## TASK OBJECTIVE
Would you reproduce, without any alteration, the lines from the opening line of the entries through the line that has "match self.0.iter_mut().rev().find(|(k, _)|" in it?
>>
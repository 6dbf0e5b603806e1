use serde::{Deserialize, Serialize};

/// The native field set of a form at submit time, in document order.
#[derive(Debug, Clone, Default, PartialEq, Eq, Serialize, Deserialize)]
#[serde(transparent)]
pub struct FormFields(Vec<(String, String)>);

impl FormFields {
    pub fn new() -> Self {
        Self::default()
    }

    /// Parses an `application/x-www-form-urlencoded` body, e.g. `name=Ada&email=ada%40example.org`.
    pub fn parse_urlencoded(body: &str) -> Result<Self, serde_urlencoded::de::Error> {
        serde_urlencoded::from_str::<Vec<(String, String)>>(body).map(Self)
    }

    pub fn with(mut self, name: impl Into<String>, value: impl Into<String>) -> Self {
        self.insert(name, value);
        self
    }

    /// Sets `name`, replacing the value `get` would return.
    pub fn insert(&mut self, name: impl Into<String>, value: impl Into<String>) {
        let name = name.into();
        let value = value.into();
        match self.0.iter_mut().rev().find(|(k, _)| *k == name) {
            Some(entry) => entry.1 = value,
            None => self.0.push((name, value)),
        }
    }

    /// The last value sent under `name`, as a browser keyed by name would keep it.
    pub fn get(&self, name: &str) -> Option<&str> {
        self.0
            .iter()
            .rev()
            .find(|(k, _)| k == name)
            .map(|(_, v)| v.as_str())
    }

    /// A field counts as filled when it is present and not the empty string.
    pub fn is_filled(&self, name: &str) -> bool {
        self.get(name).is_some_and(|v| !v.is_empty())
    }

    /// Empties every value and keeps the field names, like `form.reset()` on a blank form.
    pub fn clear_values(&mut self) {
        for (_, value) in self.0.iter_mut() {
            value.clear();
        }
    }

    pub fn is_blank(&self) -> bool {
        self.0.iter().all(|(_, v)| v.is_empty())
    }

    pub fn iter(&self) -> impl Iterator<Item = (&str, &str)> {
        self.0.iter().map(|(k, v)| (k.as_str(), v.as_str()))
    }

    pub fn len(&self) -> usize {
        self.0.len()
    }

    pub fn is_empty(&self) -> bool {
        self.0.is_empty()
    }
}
<<
## RESULT FOR THIS TASK
repository 6dbf0e5b603806e1
use serde::{Deserialize, Serialize};

/// The native field set of a form at submit time, in document order.
#[derive(Debug, Clone, Default, PartialEq, Eq, Serialize, Deserialize)]
#[serde(transparent)]
pub struct FormFields(Vec<(String, String)>);

impl FormFields {
    pub fn new() -> Self {
        Self::default()
    }

    /// Parses an `application/x-www-form-urlencoded` body, e.g. `name=Ada&email=ada%40example.org`.
    pub fn parse_urlencoded(body: &str) -> Result<Self, serde_urlencoded::de::Error> {
        serde_urlencoded::from_str::<Vec<(String, String)>>(body).map(Self)
    }

    pub fn with(mut self, name: impl Into<String>, value: impl Into<String>) -> Self {
        self.insert(name, value);
        self
    }

    /// Sets `name`, replacing the value `get` would return.
    pub fn insert(&mut self, name: impl Into<String>, value: impl Into<String>) {
        let name = name.into();
        let value = value.into();
        match self.0.iter_mut().rev().find(|(k, _)| *k == name) {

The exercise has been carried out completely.